━━━━━ GIVEN DATA

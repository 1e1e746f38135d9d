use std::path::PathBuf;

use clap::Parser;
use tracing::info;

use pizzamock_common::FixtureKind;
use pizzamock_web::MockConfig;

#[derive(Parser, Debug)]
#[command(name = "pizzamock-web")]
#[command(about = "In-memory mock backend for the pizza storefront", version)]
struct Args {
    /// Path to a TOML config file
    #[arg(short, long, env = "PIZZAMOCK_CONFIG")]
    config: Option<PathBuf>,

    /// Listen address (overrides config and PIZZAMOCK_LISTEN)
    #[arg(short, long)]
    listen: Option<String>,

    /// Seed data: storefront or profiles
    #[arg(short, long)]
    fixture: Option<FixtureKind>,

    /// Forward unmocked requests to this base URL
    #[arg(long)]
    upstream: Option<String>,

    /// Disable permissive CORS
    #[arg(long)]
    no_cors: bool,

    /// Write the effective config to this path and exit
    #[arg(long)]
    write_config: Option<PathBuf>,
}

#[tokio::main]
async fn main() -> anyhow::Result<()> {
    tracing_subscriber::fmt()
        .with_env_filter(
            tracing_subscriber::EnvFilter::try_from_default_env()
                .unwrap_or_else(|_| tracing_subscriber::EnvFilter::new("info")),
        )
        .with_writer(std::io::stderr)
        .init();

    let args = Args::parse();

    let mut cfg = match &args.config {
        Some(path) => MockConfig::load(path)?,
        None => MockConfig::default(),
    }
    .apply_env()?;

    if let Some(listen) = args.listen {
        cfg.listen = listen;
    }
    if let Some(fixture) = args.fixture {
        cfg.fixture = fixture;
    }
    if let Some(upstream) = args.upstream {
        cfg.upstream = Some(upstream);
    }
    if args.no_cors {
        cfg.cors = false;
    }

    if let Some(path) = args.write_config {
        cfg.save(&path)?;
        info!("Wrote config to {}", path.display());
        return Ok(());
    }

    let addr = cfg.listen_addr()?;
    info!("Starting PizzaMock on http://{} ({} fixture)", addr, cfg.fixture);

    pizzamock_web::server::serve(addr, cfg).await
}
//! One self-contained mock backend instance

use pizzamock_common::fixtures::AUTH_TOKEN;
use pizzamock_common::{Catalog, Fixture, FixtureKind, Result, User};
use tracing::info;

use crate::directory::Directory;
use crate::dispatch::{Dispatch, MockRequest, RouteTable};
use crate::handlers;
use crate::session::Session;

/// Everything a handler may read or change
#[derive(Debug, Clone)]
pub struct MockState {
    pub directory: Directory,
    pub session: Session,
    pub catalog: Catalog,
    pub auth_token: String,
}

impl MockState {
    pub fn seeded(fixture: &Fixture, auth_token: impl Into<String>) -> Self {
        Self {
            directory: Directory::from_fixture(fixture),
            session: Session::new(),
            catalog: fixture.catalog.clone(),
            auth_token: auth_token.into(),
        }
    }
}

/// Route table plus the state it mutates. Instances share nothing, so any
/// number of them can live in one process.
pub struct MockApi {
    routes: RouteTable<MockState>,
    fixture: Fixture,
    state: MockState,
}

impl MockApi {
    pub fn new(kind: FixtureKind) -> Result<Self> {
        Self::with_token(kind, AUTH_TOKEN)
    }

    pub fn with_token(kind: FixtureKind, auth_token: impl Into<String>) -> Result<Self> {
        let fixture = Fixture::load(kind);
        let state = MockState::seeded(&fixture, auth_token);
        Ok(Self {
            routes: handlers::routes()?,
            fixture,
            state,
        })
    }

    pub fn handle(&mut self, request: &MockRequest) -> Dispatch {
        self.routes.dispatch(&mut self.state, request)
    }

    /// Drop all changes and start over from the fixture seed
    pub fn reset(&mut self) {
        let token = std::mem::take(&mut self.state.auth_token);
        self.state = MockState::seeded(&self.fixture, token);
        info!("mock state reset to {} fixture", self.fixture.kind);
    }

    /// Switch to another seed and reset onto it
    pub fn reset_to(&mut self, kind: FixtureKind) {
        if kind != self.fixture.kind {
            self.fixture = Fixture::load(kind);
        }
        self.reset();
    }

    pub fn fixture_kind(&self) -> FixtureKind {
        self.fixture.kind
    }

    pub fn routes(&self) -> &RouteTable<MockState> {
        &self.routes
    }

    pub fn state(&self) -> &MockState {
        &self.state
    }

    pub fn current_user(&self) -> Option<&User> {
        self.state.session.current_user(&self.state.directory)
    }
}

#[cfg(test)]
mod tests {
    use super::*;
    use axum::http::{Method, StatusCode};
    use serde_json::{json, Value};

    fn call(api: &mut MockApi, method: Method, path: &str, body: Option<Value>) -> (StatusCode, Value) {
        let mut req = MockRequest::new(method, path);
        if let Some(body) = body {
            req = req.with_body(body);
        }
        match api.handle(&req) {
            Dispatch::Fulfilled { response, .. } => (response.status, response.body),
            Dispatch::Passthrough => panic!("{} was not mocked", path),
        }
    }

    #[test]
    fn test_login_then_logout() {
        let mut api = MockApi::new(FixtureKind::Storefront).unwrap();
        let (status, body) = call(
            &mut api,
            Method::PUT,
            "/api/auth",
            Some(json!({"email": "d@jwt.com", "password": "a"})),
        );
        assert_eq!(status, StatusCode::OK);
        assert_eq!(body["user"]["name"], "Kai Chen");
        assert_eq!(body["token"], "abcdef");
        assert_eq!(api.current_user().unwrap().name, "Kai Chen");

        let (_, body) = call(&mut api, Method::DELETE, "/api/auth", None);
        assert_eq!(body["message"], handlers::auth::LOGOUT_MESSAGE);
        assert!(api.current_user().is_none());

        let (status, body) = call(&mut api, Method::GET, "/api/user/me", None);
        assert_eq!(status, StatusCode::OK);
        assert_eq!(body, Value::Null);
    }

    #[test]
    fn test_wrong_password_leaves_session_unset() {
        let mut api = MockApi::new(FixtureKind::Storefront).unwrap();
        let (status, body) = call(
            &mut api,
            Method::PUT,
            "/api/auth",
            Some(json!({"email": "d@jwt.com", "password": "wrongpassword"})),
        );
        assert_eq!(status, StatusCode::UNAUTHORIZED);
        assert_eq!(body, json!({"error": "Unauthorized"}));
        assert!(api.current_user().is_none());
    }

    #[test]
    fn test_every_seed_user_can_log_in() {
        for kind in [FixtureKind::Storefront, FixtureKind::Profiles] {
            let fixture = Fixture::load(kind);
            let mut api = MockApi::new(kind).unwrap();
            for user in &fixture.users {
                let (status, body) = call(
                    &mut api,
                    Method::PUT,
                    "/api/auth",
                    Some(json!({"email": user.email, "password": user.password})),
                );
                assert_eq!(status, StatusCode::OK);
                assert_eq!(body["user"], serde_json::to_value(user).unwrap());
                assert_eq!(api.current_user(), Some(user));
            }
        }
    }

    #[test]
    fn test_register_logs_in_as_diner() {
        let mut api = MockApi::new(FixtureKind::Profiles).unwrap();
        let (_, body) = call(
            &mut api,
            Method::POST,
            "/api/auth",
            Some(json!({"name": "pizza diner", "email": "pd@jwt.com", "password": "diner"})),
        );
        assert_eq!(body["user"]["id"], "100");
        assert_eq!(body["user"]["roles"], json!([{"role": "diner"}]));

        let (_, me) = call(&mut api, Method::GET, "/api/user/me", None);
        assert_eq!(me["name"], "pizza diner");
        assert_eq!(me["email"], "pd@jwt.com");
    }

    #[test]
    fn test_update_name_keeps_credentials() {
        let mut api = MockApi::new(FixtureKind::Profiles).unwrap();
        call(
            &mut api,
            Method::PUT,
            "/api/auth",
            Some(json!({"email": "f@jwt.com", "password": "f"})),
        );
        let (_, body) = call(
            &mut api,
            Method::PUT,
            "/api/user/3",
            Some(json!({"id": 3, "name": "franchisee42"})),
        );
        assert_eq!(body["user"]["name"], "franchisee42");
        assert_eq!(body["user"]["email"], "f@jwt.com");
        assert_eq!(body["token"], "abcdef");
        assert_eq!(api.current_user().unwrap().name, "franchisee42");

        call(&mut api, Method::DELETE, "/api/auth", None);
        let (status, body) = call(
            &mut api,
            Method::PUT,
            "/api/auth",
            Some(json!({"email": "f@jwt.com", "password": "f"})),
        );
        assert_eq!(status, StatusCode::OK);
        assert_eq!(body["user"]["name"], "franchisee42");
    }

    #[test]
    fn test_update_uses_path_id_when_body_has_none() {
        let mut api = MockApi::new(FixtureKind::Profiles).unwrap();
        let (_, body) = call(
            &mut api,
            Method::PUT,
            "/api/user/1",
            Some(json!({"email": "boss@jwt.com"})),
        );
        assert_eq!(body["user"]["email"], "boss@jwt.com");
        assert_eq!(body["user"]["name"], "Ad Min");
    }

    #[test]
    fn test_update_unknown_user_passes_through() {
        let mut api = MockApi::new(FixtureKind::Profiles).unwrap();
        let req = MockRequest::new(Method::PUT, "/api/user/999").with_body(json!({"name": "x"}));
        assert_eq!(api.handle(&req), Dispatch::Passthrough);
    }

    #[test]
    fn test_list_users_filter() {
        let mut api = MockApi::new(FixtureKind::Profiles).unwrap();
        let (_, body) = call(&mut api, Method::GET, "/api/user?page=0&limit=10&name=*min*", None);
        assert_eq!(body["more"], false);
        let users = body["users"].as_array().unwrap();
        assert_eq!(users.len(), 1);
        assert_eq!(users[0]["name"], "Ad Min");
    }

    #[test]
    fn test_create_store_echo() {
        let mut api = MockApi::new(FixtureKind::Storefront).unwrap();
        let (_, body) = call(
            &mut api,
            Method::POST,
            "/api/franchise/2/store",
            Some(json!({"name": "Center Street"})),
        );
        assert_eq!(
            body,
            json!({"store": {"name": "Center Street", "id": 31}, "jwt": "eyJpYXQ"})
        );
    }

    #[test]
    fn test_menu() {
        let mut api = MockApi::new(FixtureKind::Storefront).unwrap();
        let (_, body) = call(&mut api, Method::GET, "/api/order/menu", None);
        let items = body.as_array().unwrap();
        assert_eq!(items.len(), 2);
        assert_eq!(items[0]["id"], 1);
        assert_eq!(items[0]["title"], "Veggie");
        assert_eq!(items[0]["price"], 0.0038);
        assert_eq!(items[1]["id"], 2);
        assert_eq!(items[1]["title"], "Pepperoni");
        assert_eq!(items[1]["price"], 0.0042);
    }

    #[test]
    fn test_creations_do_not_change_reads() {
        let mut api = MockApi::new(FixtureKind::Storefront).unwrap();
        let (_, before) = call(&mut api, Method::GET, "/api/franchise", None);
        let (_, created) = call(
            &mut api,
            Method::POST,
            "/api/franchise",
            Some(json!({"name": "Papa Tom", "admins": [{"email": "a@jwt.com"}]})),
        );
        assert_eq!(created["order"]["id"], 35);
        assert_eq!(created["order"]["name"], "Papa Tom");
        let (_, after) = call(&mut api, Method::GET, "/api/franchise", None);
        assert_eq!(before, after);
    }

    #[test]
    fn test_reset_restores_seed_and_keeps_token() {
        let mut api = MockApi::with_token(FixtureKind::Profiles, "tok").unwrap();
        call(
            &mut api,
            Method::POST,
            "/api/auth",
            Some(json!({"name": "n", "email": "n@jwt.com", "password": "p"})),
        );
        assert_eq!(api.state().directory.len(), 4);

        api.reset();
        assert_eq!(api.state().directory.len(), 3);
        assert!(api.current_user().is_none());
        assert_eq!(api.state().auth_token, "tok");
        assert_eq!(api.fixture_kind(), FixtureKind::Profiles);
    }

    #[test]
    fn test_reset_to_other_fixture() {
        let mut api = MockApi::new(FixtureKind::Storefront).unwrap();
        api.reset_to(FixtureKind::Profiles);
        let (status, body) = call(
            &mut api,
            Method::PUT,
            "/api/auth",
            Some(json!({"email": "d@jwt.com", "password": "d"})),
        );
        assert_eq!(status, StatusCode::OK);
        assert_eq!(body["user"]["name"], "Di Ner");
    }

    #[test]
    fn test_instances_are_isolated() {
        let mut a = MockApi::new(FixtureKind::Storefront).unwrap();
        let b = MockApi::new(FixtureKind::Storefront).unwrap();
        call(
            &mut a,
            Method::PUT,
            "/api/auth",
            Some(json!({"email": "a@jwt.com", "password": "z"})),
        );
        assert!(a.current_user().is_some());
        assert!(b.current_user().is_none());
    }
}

━━━━━━━━━━

** INSTRUCTIONS FOR THE TASK **
Starting at the first line of the data above, please restate word for word every line up to and including the one that holds "Disable permissive CORS", and add nothing else.

** RESPONSE BELOW **
repository 1e1e746f38135d9d
use std::path::PathBuf;

use clap::Parser;
use tracing::info;

use pizzamock_common::FixtureKind;
use pizzamock_web::MockConfig;

#[derive(Parser, Debug)]
#[command(name = "pizzamock-web")]
#[command(about = "In-memory mock backend for the pizza storefront", version)]
struct Args {
    /// Path to a TOML config file
    #[arg(short, long, env = "PIZZAMOCK_CONFIG")]
    config: Option<PathBuf>,

    /// Listen address (overrides config and PIZZAMOCK_LISTEN)
    #[arg(short, long)]
    listen: Option<String>,

    /// Seed data: storefront or profiles
    #[arg(short, long)]
    fixture: Option<FixtureKind>,

    /// Forward unmocked requests to this base URL
    #[arg(long)]
    upstream: Option<String>,

    /// Disable permissive CORS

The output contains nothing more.